Mas nascer não é suficiente. É necessário ainda crescer e atingir a maturidade. O ícone se elabora no curso dos séculos marcados por sangrentos afrontamentos entre partidários e detratores, que percebem ai pontos vitais para a vida dos cristãos. A vitória de seus defensores em 843 marca o Triunfo da Ortodoxia, quer dizer da fé justa. Esta vitória é comemorada a cada ano pelos fiéis ortodoxos no Primeiro Domingo da Grande Quaresma – o chamado Domingo da Ortodoxia.

É durante o período iconoclasta dos séculos VIII e IX que a Igreja formula claramente o porte dogmático do ícone. Ao defender as imagens, a Igreja Ortodoxa não defendia somente seu papel didático nem seu lado estético, mas a própria base da fé cristã: o dogma da Encarnação de Deus.

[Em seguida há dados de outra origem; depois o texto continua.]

//! Where document text is read from and written back to

use crate::error::{Result, TubeMatterError};
use crate::io::fs;
use std::collections::HashMap;
use std::path::{Path, PathBuf};
use std::sync::Mutex;

/// Whole-document storage
///
/// Documents are always read and written as complete texts.
pub trait DocumentStore {
    fn read(&self, path: &Path) -> Result<String>;
    fn write(&self, path: &Path, content: &str) -> Result<()>;
}

/// Documents on the local filesystem, written atomically
#[derive(Debug, Clone, Copy, Default)]
pub struct FileStore;

impl DocumentStore for FileStore {
    fn read(&self, path: &Path) -> Result<String> {
        fs::read_to_string(path)
    }

    fn write(&self, path: &Path, content: &str) -> Result<()> {
        fs::write_atomic(path, content)
    }
}

/// Documents held in memory
#[derive(Debug, Default)]
pub struct MemoryStore {
    documents: Mutex<HashMap<PathBuf, String>>,
    writes: Mutex<usize>,
}

impl MemoryStore {
    pub fn new() -> Self {
        Self::default()
    }

    pub fn with_document(self, path: impl Into<PathBuf>, content: impl Into<String>) -> Self {
        self.insert(path, content);
        self
    }

    pub fn insert(&self, path: impl Into<PathBuf>, content: impl Into<String>) {
        self.lock_documents().insert(path.into(), content.into());
    }

    pub fn get(&self, path: &Path) -> Option<String> {
        self.lock_documents().get(path).cloned()
    }

    /// Number of writes performed so far
    pub fn write_count(&self) -> usize {
        *self.writes.lock().unwrap_or_else(|e| e.into_inner())
    }

    fn lock_documents(&self) -> std::sync::MutexGuard<'_, HashMap<PathBuf, String>> {
        self.documents.lock().unwrap_or_else(|e| e.into_inner())
    }
}

impl DocumentStore for MemoryStore {
    fn read(&self, path: &Path) -> Result<String> {
        self.get(path)
            .ok_or_else(|| TubeMatterError::file_not_found(path))
    }

    fn write(&self, path: &Path, content: &str) -> Result<()> {
        self.insert(path, content);
        *self.writes.lock().unwrap_or_else(|e| e.into_inner()) += 1;
        Ok(())
    }
}

#[cfg(test)]
mod tests {
    use super::*;
    use tempfile::TempDir;

    #[test]
    fn test_memory_store() {
        let store = MemoryStore::new().with_document("a.md", "hello");
        assert_eq!(store.read(Path::new("a.md")).unwrap(), "hello");
        assert!(store.read(Path::new("b.md")).is_err());

        store.write(Path::new("a.md"), "bye").unwrap();
        assert_eq!(store.get(Path::new("a.md")).as_deref(), Some("bye"));
        assert_eq!(store.write_count(), 1);
    }

    #[test]
    fn test_file_store_round_trip() {
        let temp_dir = TempDir::new().unwrap();
        let path = temp_dir.path().join("note.md");
        FileStore.write(&path, "content").unwrap();
        assert_eq!(FileStore.read(&path).unwrap(), "content");
    }
}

Cristo não é somente o Verbo de Deus em Sua imagem. A Encarnação funda o ícone e o ícone prova a Encarnação. Para Igreja Ortodoxa, o primeiro ícone (fundamental) é, então, o ícone da Face de Cristo.

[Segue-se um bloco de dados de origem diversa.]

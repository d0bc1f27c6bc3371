//! Video metadata fields and their mapping onto front matter keys

use crate::core::front_matter::FieldValue;
use log::warn;
use serde::{Deserialize, Serialize};

pub const KEY_CHANNEL: &str = "channel";
pub const KEY_TITLE: &str = "title";
pub const KEY_THUMBNAIL_URL: &str = "thumbnail url";
pub const KEY_PUBLISHED_AT: &str = "published at";
pub const KEY_CHANNEL_ID: &str = "channelId";
pub const KEY_DEFAULT_AUDIO_LANGUAGE: &str = "defaultAudioLanguage";
pub const KEY_DESCRIPTION: &str = "description";
pub const KEY_VIDEO_TAGS: &str = "videoTags";

/// Metadata fetched for one video
///
/// The service always returns a channel name and a title; everything else
/// may be missing. Missing tags are an empty list.
#[derive(Debug, Clone, Default, PartialEq, Eq)]
pub struct FieldSet {
    pub channel: String,
    pub title: String,
    pub thumbnail_url: Option<String>,
    pub published_at: Option<String>,
    pub channel_id: Option<String>,
    pub default_audio_language: Option<String>,
    pub description: Option<String>,
    pub tags: Vec<String>,
}

/// Which fields to write, and how
#[derive(Debug, Clone, Copy, PartialEq, Eq, Serialize, Deserialize)]
#[serde(default)]
pub struct FieldConfig {
    pub include_channel: bool,
    pub include_title: bool,
    pub include_thumbnail_url: bool,
    pub include_published_at: bool,
    pub include_channel_id: bool,
    pub include_default_audio_language: bool,
    pub include_description: bool,
    /// Replace line breaks in the description with spaces
    pub format_description_to_one_line: bool,
    pub include_video_tags: bool,
}

impl Default for FieldConfig {
    fn default() -> Self {
        Self {
            include_channel: true,
            include_title: true,
            include_thumbnail_url: false,
            include_published_at: true,
            include_channel_id: false,
            include_default_audio_language: false,
            include_description: false,
            format_description_to_one_line: true,
            include_video_tags: false,
        }
    }
}

impl FieldConfig {
    /// Every field enabled, description on one line
    pub fn all() -> Self {
        Self {
            include_channel: true,
            include_title: true,
            include_thumbnail_url: true,
            include_published_at: true,
            include_channel_id: true,
            include_default_audio_language: true,
            include_description: true,
            format_description_to_one_line: true,
            include_video_tags: true,
        }
    }

    /// Every field disabled
    pub fn none() -> Self {
        Self {
            include_channel: false,
            include_title: false,
            include_thumbnail_url: false,
            include_published_at: false,
            include_channel_id: false,
            include_default_audio_language: false,
            include_description: false,
            format_description_to_one_line: true,
            include_video_tags: false,
        }
    }
}

/// Ordered `(key, value)` pairs to merge into front matter
pub type FieldUpdates = Vec<(String, FieldValue)>;

/// Turn fetched metadata into front matter updates
///
/// Pairs come out in a fixed order so a freshly created block always looks
/// the same. Enabled fields the service did not return are left out.
pub fn map_fields(fields: &FieldSet, config: &FieldConfig) -> FieldUpdates {
    let mut updates = FieldUpdates::new();
    let mut push_scalar = |enabled: bool, key: &str, value: Option<&str>| {
        if let (true, Some(value)) = (enabled, value) {
            updates.push((key.to_string(), FieldValue::scalar(value)));
        }
    };

    push_scalar(config.include_channel, KEY_CHANNEL, Some(fields.channel.as_str()));
    push_scalar(config.include_title, KEY_TITLE, Some(fields.title.as_str()));
    push_scalar(
        config.include_thumbnail_url,
        KEY_THUMBNAIL_URL,
        fields.thumbnail_url.as_deref(),
    );
    push_scalar(
        config.include_published_at,
        KEY_PUBLISHED_AT,
        fields.published_at.as_deref(),
    );
    push_scalar(
        config.include_channel_id,
        KEY_CHANNEL_ID,
        fields.channel_id.as_deref(),
    );
    push_scalar(
        config.include_default_audio_language,
        KEY_DEFAULT_AUDIO_LANGUAGE,
        fields.default_audio_language.as_deref(),
    );

    if config.include_description {
        if let Some(description) = &fields.description {
            let description = if config.format_description_to_one_line {
                one_line(description)
            } else {
                if description.contains(['\n', '\r']) {
                    warn!("writing a multi-line description; the front matter block may not parse back");
                }
                description.clone()
            };
            updates.push((KEY_DESCRIPTION.to_string(), FieldValue::Scalar(description)));
        }
    }

    if config.include_video_tags {
        updates.push((
            KEY_VIDEO_TAGS.to_string(),
            FieldValue::List(fields.tags.clone()),
        ));
    }

    updates
}

/// Replace each line break (`\r\n`, `\n` or `\r`) with a single space
fn one_line(text: &str) -> String {
    text.replace("\r\n", " ").replace(['\n', '\r'], " ")
}

#[cfg(test)]
mod tests {
    use super::*;
    use pretty_assertions::assert_eq;

    fn sample() -> FieldSet {
        FieldSet {
            channel: "Rick Astley".into(),
            title: "Never Gonna Give You Up".into(),
            thumbnail_url: Some("https://i.ytimg.com/vi/dQw4w9WgXcQ/hqdefault.jpg".into()),
            published_at: Some("2009-10-25T06:57:33Z".into()),
            channel_id: Some("UCuAXFkgsw1L7xaCfnd5JJOw".into()),
            default_audio_language: Some("en".into()),
            description: Some("line one\nline two\r\nline three".into()),
            tags: vec!["rick astley".into(), "80s".into()],
        }
    }

    fn keys(updates: &FieldUpdates) -> Vec<&str> {
        updates.iter().map(|(k, _)| k.as_str()).collect()
    }

    #[test]
    fn test_all_fields_in_fixed_order() {
        let updates = map_fields(&sample(), &FieldConfig::all());
        assert_eq!(
            keys(&updates),
            vec![
                "channel",
                "title",
                "thumbnail url",
                "published at",
                "channelId",
                "defaultAudioLanguage",
                "description",
                "videoTags",
            ]
        );
        assert_eq!(
            updates[6].1,
            FieldValue::scalar("line one line two line three")
        );
        assert_eq!(updates[7].1, FieldValue::list(["rick astley", "80s"]));
    }

    #[test]
    fn test_default_config() {
        let updates = map_fields(&sample(), &FieldConfig::default());
        assert_eq!(keys(&updates), vec!["channel", "title", "published at"]);
    }

    #[test]
    fn test_disabled_fields_are_omitted() {
        assert!(map_fields(&sample(), &FieldConfig::none()).is_empty());
    }

    #[test]
    fn test_description_kept_verbatim_without_one_line() {
        let config = FieldConfig {
            include_description: true,
            format_description_to_one_line: false,
            ..FieldConfig::none()
        };
        let updates = map_fields(&sample(), &config);
        assert_eq!(
            updates,
            vec![(
                "description".to_string(),
                FieldValue::scalar("line one\nline two\r\nline three")
            )]
        );
    }

    #[test]
    fn test_empty_tags_still_written() {
        let fields = FieldSet {
            tags: vec![],
            ..sample()
        };
        let config = FieldConfig {
            include_video_tags: true,
            ..FieldConfig::none()
        };
        assert_eq!(
            map_fields(&fields, &config),
            vec![("videoTags".to_string(), FieldValue::List(vec![]))]
        );
    }

    #[test]
    fn test_missing_optional_fields_are_skipped() {
        let fields = FieldSet {
            channel: "C".into(),
            title: "T".into(),
            ..FieldSet::default()
        };
        let updates = map_fields(&fields, &FieldConfig::all());
        assert_eq!(keys(&updates), vec!["channel", "title", "videoTags"]);
    }

    #[test]
    fn test_config_deserializes_with_defaults() {
        let config: FieldConfig =
            serde_yaml::from_str("include_description: true\ninclude_channel: false\n").unwrap();
        assert!(config.include_description);
        assert!(!config.include_channel);
        assert!(config.include_title);
        assert!(config.format_description_to_one_line);
    }
}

A veneração das santas imagens – os ícones – do Cristo, da Mãe de Deus, dos Anjos e dos Santos, é um dogma da fé cristã, dogma formulado pelo VII Concílio Ecumênico.

O CONTEXTO DO ÍCONE

O ícone é feito para oração; a Liturgia é o seu verdadeiro contexto.

Elaborado na Igreja primitiva, o ícone prosseguiu seu desenvolvimento na Igreja Ortodoxa, que dele fez-se guardiã. Expressão mais verdadeira de sua liturgia, de sua visão cósmica marcada pela presença do Ressuscitado, o ícone é a imagem litúrgica.

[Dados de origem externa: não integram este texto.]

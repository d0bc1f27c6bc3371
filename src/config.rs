//! Configuration: the API key and which fields to write
//!
//! ```yaml
//! api_key: "AIza..."
//! fields:
//!   include_description: true
//!   include_video_tags: true
//! ```
//!
//! Every setting is optional; missing ones take their defaults.

use crate::core::FieldConfig;
use crate::error::{Result, TubeMatterError};
use log::debug;
use serde::{Deserialize, Serialize};
use std::fs;
use std::path::Path;

/// Configuration file picked up from the working directory
pub const DEFAULT_CONFIG_FILE: &str = "tubematter.yaml";

/// Environment variable holding the API key
pub const API_KEY_ENV: &str = "TUBEMATTER_API_KEY";

#[derive(Debug, Clone, Default, PartialEq, Eq, Serialize, Deserialize)]
#[serde(default)]
pub struct Config {
    /// YouTube Data API v3 key
    pub api_key: Option<String>,
    pub fields: FieldConfig,
}

impl Config {
    pub fn from_yaml_str(yaml: &str) -> std::result::Result<Self, serde_yaml::Error> {
        if yaml.trim().is_empty() {
            return Ok(Self::default());
        }
        serde_yaml::from_str(yaml)
    }

    /// Load configuration from a YAML file
    pub fn load(path: &Path) -> Result<Self> {
        if !path.exists() {
            return Err(TubeMatterError::file_not_found(path));
        }
        let content = fs::read_to_string(path)?;
        Self::from_yaml_str(&content).map_err(|e| TubeMatterError::config(path, e.to_string()))
    }

    /// Load `explicit` if given, else [`DEFAULT_CONFIG_FILE`] from `dir` when
    /// it exists, else the defaults
    pub fn discover(explicit: Option<&Path>, dir: &Path) -> Result<Self> {
        if let Some(path) = explicit {
            return Self::load(path);
        }
        let fallback = dir.join(DEFAULT_CONFIG_FILE);
        if fallback.is_file() {
            debug!("using configuration {}", fallback.display());
            Self::load(&fallback)
        } else {
            Ok(Self::default())
        }
    }

    /// Replace the API key when `key` is given and not blank
    pub fn with_api_key(mut self, key: Option<String>) -> Self {
        if let Some(key) = key.filter(|k| !k.trim().is_empty()) {
            self.api_key = Some(key);
        }
        self
    }

    /// The API key, if one is set and not blank
    pub fn api_key(&self) -> Option<&str> {
        self.api_key
            .as_deref()
            .map(str::trim)
            .filter(|k| !k.is_empty())
    }
}
//! Per-group operation counters
//!
//! - Counters only, monotonic
//! - Relaxed atomics; counters are updated outside the group lock

use std::sync::atomic::{AtomicU64, Ordering};

use serde::Serialize;

/// Counters for one record group.
#[derive(Debug, Default)]
pub struct MetricsRegistry {
    /// Indexes registered
    indexes_registered: AtomicU64,
    /// Group insert-or-replace calls with a record
    writes: AtomicU64,
    /// Group delete calls with a record
    deletes: AtomicU64,
    /// Index entries removed by deletes
    keys_removed: AtomicU64,
    /// Point reads (get/has) through index handles
    lookups: AtomicU64,
    /// Materialized traversals through index handles
    traversals: AtomicU64,
    /// Poisoned lock acquisitions recovered
    lock_poisonings: AtomicU64,
}

impl MetricsRegistry {
    /// Create a new metrics registry with all counters at zero
    pub fn new() -> Self {
        Self::default()
    }

    pub fn increment_indexes(&self) {
        self.indexes_registered.fetch_add(1, Ordering::Relaxed);
    }

    pub fn increment_writes(&self) {
        self.writes.fetch_add(1, Ordering::Relaxed);
    }

    /// Record a delete that removed `keys` index entries
    pub fn record_delete(&self, keys: usize) {
        self.deletes.fetch_add(1, Ordering::Relaxed);
        self.keys_removed.fetch_add(keys as u64, Ordering::Relaxed);
    }

    pub fn increment_lookups(&self) {
        self.lookups.fetch_add(1, Ordering::Relaxed);
    }

    pub fn increment_traversals(&self) {
        self.traversals.fetch_add(1, Ordering::Relaxed);
    }

    pub fn increment_lock_poisonings(&self) {
        self.lock_poisonings.fetch_add(1, Ordering::Relaxed);
    }

    /// Get all metrics as a snapshot
    pub fn snapshot(&self) -> MetricsSnapshot {
        MetricsSnapshot {
            indexes_registered: self.indexes_registered.load(Ordering::Relaxed),
            writes: self.writes.load(Ordering::Relaxed),
            deletes: self.deletes.load(Ordering::Relaxed),
            keys_removed: self.keys_removed.load(Ordering::Relaxed),
            lookups: self.lookups.load(Ordering::Relaxed),
            traversals: self.traversals.load(Ordering::Relaxed),
            lock_poisonings: self.lock_poisonings.load(Ordering::Relaxed),
        }
    }
}

/// A point-in-time snapshot of a group's counters
#[derive(Debug, Clone, Default, PartialEq, Eq, Serialize)]
pub struct MetricsSnapshot {
    pub indexes_registered: u64,
    pub writes: u64,
    pub deletes: u64,
    pub keys_removed: u64,
    pub lookups: u64,
    pub traversals: u64,
    pub lock_poisonings: u64,
}

impl MetricsSnapshot {
    /// Render as a single-line JSON object
    pub fn to_json(&self) -> String {
        serde_json::to_string(self).unwrap_or_else(|_| "{}".to_string())
    }
}
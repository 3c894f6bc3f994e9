//! Concurrency Tests
//!
//! Tests for the shared-lock model:
//! - Concurrent readers and writers never crash
//! - Readers never see a write applied to only some indexes
//! - Index length agrees with a full traversal once writers finish

use recmgr::index::{Group, Index};
use std::sync::atomic::{AtomicBool, Ordering};
use std::sync::Arc;
use std::thread;

// =============================================================================
// Helper Functions
// =============================================================================

#[derive(Debug, Default)]
struct Account {
    id: u64,
    owner: String,
}

fn account(id: u64) -> Arc<Account> {
    Arc::new(Account {
        id,
        owner: format!("owner-{:06}", id),
    })
}

fn account_group() -> (Group<Account>, Index<Account>, Index<Account>) {
    let group = Group::new();
    let by_id = group.index(8, |a: &Account, b: &Account| a.id < b.id).unwrap();
    let by_owner = group
        .index(8, |a: &Account, b: &Account| a.owner < b.owner)
        .unwrap();
    (group, by_id, by_owner)
}

// =============================================================================
// Mixed Workload Tests
// =============================================================================

/// Writers and readers run together; final state is consistent.
#[test]
fn test_concurrent_writes_and_reads() {
    let (group, by_id, by_owner) = account_group();
    let writers = 4u64;
    let per_writer = 500u64;
    let done = AtomicBool::new(false);

    thread::scope(|scope| {
        let mut handles = Vec::new();
        for w in 0..writers {
            let group = &group;
            handles.push(scope.spawn(move || {
                for i in 0..per_writer {
                    let record = account(w * per_writer + i);
                    group.replace_or_insert(Arc::clone(&record));
                    if i % 3 == 0 {
                        assert_eq!(group.delete(&*record), 2);
                    }
                }
            }));
        }

        for _ in 0..2 {
            let (by_id, by_owner, done) = (&by_id, &by_owner, &done);
            scope.spawn(move || {
                while !done.load(Ordering::Acquire) {
                    let ids: Vec<u64> = by_id.ascend_list().iter().map(|a| a.id).collect();
                    assert!(ids.windows(2).all(|pair| pair[0] < pair[1]));

                    let owners = by_owner.ascend_list();
                    assert!(owners.windows(2).all(|pair| pair[0].owner < pair[1].owner));
                }
            });
        }

        for handle in handles {
            handle.join().unwrap();
        }
        done.store(true, Ordering::Release);
    });

    let deleted_per_writer = (0..per_writer).filter(|i| i % 3 == 0).count() as u64;
    let expected = (writers * (per_writer - deleted_per_writer)) as usize;

    assert_eq!(by_id.len(), expected);
    assert_eq!(by_owner.len(), expected);
    assert_eq!(by_id.ascend_list().len(), by_id.len());
    assert_eq!(by_owner.ascend_list().len(), by_owner.len());
}

/// A reader checking both indexes under a write burst never sees a record in
/// one index but not the other once the write that added it has returned.
#[test]
fn test_no_partial_fanout_visible() {
    let (group, by_id, by_owner) = account_group();
    let total = 2000u64;

    thread::scope(|scope| {
        let writer_group = &group;
        let writer = scope.spawn(move || {
            for id in 0..total {
                writer_group.replace_or_insert(account(id));
            }
        });

        let (by_id, by_owner, group) = (&by_id, &by_owner, &group);
        scope.spawn(move || {
            for id in (0..total).step_by(7) {
                if let Some(found) = by_id.get(&Account { id, ..Default::default() }) {
                    // The write fully completed before `get` could see it.
                    assert!(by_owner.has(&found));
                    assert_eq!(group.has(&*found), 2);
                }
            }
        });

        writer.join().unwrap();
    });

    assert_eq!(by_id.len(), total as usize);
    assert_eq!(by_owner.len(), total as usize);
}

/// Handles and groups move freely between threads.
#[test]
fn test_handles_are_send_and_sync() {
    fn assert_send_sync<S: Send + Sync>() {}
    assert_send_sync::<Group<Account>>();
    assert_send_sync::<Index<Account>>();

    let (group, by_id, _) = account_group();
    let worker = thread::spawn(move || {
        group.replace_or_insert(account(1));
        group
    });
    let group = worker.join().unwrap();

    assert_eq!(by_id.len(), 1);
    assert_eq!(group.metrics().writes, 1);
}
//! Record manager configuration
//!
//! Loaded from a JSON file; every field is optional:
//!
//! ```json
//! { "default_degree": 32, "log_level": "info" }
//! ```

use std::fs;
use std::path::Path;

use serde::{Deserialize, Serialize};
use thiserror::Error;

use crate::index::MIN_DEGREE;
use crate::observability::{log_event_with_fields, Event, Logger, Severity};

/// Result type for configuration operations
pub type ConfigResult<T> = Result<T, ConfigError>;

/// Configuration errors
#[derive(Debug, Error)]
pub enum ConfigError {
    /// Config file could not be read
    #[error("Failed to read config: {0}")]
    Read(#[from] std::io::Error),

    /// Config file is not valid JSON for `RecmgrConfig`
    #[error("Invalid config JSON: {0}")]
    Parse(#[from] serde_json::Error),

    /// A field holds an unusable value
    #[error("Invalid config: {0}")]
    Invalid(String),
}

impl ConfigError {
    /// Returns the stable error code
    pub fn code(&self) -> &'static str {
        match self {
            ConfigError::Read(_) => "RECMGR_CONFIG_READ",
            ConfigError::Parse(_) => "RECMGR_CONFIG_PARSE",
            ConfigError::Invalid(_) => "RECMGR_CONFIG_INVALID",
        }
    }
}

/// Record manager configuration
#[derive(Debug, Clone, PartialEq, Eq, Serialize, Deserialize)]
pub struct RecmgrConfig {
    /// Degree used by `Group::index_with_default` (default: 32)
    #[serde(default = "default_degree")]
    pub default_degree: usize,

    /// Minimum log severity: trace, info, warn, error or fatal (default: info)
    #[serde(default = "default_log_level")]
    pub log_level: String,
}

fn default_degree() -> usize {
    32
}

fn default_log_level() -> String {
    "info".to_string()
}

impl Default for RecmgrConfig {
    fn default() -> Self {
        Self {
            default_degree: default_degree(),
            log_level: default_log_level(),
        }
    }
}

impl RecmgrConfig {
    /// Load and validate configuration from a JSON file
    pub fn load(path: &Path) -> ConfigResult<Self> {
        let content = fs::read_to_string(path)?;
        let config: RecmgrConfig = serde_json::from_str(&content)?;
        config.validate()?;

        let shown = path.display().to_string();
        log_event_with_fields(Event::ConfigLoaded, &[("path", shown.as_str())]);

        Ok(config)
    }

    /// Validate field values
    pub fn validate(&self) -> ConfigResult<()> {
        if self.default_degree < MIN_DEGREE {
            return Err(ConfigError::Invalid(format!(
                "default_degree must be >= {}, got {}",
                MIN_DEGREE, self.default_degree
            )));
        }

        self.severity()?;
        Ok(())
    }

    /// Parsed `log_level`
    pub fn severity(&self) -> ConfigResult<Severity> {
        self.log_level.parse().map_err(ConfigError::Invalid)
    }

    /// Install `log_level` as the process-wide logging threshold
    pub fn apply_logging(&self) -> ConfigResult<()> {
        Logger::set_min_severity(self.severity()?);
        Ok(())
    }
}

A palavra litúrgica e a imagem litúrgica formam um todo indissociável, este meio de ressonância pela qual a Tradição torna atual e viva a Boa-Nova. Assim, o ícone corresponde à Escritura não mais como uma ilustração, antes da mesma maneira que lhe correspondem os textos litúrgicos: “Estes textos não se limitam a reproduzir a Escritura como tal; eles são tecidos, fazendo alternar e confrontando suas partes, revelam-lhe o sentido, indicam o meio de viver a predicação evangélica. O ícone, representando diversos momentos da história sagrada, transmite, de maneira visível, seu sentido e sua significação vital. Assim, pela Liturgia e pelo ícone, a Escritura vive na Igreja e em cada um de seus membros”.

Numa perspectiva escatológica, ele sugere o verdadeiro rosto do homem, seu rosto de eternidade; este rosto secreto que Deus contempla em nós e que nossa vocação consiste em realizar.

ETAPAS DO ÍCONE

Preparação da prancha:

Originalmente, devemos escolher uma madeira maciça de qualidade. Em França, Rússia, Sérvia, a maioria dos iconógrafos preferem a madeira da tileira, por ser de qualidade e leve. Na Grécia, temos também a indicação de cipreste, nogueira, castanheira, pinho e árvores fragrantes. No entanto, podemos encontrar, nos dias de hoje muitas pessoas trabalhando com MDF e até compensados.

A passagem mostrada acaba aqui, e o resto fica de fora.